Work item
What is the number of lines in this listing that include the string "Clone"? Answer with that number by itself.

The records
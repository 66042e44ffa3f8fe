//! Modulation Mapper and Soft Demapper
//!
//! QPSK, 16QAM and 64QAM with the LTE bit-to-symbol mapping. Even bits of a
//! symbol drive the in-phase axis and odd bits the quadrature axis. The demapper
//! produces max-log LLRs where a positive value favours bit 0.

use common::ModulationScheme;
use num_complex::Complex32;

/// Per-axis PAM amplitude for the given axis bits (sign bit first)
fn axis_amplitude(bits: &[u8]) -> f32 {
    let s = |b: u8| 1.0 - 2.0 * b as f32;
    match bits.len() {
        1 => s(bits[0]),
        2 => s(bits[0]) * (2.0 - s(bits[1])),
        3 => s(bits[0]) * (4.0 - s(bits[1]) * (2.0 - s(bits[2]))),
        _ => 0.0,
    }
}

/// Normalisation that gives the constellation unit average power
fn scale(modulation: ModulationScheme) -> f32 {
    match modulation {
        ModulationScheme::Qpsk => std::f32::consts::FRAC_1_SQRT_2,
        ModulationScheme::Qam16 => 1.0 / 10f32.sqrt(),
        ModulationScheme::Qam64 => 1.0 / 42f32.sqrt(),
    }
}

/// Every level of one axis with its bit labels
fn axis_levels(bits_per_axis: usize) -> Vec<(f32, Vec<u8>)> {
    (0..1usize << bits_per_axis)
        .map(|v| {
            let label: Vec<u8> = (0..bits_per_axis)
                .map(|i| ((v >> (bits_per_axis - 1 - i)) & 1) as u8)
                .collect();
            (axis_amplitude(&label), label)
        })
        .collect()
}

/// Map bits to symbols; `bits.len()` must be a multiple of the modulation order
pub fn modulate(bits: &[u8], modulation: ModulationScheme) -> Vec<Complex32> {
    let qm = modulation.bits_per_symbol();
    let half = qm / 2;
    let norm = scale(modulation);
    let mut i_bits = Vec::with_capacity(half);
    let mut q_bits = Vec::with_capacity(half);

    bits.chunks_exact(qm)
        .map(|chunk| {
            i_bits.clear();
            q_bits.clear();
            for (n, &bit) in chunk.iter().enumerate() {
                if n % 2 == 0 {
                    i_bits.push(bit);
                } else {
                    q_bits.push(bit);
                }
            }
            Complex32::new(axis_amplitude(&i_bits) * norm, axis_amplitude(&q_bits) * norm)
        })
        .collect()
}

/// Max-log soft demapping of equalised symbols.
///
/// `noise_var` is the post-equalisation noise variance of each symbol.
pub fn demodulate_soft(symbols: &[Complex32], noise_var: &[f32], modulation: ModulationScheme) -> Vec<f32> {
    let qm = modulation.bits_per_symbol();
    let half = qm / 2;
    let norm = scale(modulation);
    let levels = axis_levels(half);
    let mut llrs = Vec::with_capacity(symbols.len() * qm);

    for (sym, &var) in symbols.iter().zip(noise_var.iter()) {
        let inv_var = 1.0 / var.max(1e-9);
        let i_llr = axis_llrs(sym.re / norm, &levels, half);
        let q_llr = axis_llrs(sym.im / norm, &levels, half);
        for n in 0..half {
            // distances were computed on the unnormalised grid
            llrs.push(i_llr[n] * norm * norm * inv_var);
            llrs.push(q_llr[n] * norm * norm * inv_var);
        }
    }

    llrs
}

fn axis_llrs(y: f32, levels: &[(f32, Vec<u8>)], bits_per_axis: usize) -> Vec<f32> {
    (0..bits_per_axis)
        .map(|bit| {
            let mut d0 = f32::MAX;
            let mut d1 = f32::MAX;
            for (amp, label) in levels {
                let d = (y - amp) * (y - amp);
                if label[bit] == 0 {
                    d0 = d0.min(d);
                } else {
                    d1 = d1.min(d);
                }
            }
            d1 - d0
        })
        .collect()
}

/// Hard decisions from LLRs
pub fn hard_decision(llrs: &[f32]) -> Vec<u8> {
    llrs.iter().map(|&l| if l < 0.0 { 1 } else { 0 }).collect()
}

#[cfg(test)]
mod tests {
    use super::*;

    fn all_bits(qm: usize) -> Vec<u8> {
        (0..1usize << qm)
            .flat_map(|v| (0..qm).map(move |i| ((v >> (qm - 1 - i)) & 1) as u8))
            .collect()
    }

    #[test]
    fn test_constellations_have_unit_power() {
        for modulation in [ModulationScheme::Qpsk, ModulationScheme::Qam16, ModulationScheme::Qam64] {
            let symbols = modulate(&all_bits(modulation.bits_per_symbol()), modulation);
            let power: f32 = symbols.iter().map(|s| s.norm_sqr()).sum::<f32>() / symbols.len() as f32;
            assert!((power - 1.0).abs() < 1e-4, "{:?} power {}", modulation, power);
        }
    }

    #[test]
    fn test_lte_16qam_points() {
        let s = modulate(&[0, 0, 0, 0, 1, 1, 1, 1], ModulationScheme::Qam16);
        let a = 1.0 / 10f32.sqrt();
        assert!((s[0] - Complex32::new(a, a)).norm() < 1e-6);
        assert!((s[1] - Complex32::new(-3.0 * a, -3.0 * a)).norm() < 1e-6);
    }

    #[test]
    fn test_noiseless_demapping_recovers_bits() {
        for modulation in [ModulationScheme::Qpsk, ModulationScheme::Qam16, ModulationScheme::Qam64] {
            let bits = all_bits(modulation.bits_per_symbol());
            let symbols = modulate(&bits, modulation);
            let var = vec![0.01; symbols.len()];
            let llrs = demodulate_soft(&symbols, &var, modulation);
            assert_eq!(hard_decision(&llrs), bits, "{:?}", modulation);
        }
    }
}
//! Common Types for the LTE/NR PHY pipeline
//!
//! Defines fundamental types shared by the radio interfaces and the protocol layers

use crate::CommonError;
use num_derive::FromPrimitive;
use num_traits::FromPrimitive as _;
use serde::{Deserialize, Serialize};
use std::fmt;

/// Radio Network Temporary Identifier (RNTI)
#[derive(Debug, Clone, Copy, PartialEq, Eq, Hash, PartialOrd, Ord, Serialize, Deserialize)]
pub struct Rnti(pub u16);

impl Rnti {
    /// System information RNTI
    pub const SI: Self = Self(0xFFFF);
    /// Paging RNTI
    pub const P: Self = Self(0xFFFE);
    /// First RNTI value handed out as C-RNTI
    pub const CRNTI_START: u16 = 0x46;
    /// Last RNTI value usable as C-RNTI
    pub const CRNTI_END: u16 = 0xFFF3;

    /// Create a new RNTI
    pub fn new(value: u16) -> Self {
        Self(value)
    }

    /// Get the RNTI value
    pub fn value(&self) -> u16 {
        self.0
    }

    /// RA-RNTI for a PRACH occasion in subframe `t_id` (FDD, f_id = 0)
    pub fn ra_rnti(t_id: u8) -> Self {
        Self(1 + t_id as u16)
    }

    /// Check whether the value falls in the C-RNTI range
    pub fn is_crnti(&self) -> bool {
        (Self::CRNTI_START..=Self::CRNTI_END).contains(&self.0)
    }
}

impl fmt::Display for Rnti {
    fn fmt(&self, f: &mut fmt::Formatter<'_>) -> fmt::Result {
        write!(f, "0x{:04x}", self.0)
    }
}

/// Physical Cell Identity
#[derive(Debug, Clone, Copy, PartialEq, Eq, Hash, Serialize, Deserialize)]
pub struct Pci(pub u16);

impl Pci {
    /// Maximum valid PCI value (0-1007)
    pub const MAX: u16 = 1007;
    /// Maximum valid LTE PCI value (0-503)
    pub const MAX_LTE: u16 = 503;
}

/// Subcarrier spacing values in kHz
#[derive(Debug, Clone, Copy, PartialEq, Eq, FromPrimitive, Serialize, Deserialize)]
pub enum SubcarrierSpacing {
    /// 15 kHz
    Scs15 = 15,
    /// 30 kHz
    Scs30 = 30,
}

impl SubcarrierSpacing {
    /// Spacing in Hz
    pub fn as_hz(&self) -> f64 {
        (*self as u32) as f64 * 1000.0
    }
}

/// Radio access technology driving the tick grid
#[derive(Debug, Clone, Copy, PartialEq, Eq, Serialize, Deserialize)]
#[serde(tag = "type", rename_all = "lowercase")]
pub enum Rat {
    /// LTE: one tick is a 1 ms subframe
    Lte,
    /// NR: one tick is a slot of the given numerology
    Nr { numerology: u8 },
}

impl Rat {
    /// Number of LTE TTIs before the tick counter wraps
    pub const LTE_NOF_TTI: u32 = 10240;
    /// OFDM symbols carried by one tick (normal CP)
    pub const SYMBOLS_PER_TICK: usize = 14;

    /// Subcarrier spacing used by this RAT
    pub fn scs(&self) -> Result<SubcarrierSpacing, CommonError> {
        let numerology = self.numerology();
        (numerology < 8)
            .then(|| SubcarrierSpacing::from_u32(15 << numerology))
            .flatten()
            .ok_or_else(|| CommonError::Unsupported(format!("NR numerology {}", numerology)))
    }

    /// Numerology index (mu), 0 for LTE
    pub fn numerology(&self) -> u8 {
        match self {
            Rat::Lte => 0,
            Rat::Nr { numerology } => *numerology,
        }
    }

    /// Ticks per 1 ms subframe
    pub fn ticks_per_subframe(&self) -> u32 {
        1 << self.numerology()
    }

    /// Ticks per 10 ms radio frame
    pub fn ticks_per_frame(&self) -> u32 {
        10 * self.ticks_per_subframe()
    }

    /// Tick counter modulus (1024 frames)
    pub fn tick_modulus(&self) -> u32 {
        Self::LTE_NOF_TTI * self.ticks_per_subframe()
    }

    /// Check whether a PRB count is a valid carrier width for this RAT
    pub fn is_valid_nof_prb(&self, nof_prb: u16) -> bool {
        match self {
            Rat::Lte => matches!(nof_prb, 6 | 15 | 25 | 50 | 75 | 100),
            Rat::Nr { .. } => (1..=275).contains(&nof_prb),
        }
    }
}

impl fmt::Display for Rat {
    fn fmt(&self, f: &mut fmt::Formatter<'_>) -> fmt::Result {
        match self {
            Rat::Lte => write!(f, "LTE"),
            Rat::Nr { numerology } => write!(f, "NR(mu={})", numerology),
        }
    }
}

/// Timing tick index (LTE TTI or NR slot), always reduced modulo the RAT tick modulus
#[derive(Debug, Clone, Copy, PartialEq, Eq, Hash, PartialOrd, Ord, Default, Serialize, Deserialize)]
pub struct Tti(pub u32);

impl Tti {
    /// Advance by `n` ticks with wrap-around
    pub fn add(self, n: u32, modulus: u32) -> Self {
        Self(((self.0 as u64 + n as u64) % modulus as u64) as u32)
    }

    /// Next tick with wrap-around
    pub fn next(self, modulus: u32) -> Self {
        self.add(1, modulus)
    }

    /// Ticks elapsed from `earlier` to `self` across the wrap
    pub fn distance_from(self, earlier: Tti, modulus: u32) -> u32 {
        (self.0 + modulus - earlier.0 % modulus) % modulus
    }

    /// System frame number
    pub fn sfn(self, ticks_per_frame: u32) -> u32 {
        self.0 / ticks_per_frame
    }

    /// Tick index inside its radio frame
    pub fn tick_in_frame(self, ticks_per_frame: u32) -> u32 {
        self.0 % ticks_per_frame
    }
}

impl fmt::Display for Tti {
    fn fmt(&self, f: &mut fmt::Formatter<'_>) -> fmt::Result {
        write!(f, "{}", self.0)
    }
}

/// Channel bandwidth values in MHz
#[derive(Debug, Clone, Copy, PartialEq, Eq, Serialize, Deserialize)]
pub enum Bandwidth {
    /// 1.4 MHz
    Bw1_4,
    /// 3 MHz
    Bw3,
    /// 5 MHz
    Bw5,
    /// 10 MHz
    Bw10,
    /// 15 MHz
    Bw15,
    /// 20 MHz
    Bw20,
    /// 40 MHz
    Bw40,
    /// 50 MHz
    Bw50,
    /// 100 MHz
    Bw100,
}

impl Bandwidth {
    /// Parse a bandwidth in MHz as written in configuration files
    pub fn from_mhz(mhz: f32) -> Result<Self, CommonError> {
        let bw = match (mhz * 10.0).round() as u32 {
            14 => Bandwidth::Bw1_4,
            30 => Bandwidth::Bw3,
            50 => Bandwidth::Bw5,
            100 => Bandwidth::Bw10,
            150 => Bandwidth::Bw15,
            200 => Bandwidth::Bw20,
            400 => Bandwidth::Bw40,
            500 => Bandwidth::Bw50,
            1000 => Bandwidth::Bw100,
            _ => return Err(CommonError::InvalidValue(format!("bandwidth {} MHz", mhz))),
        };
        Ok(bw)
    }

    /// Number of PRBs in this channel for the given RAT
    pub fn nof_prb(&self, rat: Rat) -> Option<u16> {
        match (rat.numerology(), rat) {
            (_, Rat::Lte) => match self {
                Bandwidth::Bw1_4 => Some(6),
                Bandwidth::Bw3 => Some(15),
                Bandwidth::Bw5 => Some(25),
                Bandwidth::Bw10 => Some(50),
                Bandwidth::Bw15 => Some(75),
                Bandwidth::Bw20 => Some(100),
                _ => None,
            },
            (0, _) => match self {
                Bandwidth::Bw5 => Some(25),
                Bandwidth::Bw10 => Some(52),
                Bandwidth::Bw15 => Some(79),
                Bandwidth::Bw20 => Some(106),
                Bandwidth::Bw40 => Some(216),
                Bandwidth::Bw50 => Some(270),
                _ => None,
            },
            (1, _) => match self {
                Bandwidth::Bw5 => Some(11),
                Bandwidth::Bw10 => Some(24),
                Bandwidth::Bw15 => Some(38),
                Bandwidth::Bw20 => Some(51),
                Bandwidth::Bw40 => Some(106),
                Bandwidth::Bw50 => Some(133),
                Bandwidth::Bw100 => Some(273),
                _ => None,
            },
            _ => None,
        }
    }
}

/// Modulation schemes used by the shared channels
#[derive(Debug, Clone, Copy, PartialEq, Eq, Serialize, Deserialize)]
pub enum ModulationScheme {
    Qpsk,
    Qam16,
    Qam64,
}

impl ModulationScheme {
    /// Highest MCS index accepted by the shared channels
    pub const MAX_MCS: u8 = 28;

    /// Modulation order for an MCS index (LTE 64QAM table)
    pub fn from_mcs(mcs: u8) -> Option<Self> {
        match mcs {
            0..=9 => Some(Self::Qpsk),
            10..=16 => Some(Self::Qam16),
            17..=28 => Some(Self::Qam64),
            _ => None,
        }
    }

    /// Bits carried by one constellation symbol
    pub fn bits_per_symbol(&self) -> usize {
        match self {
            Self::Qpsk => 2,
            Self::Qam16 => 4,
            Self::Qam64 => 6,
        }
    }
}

Output for this task
7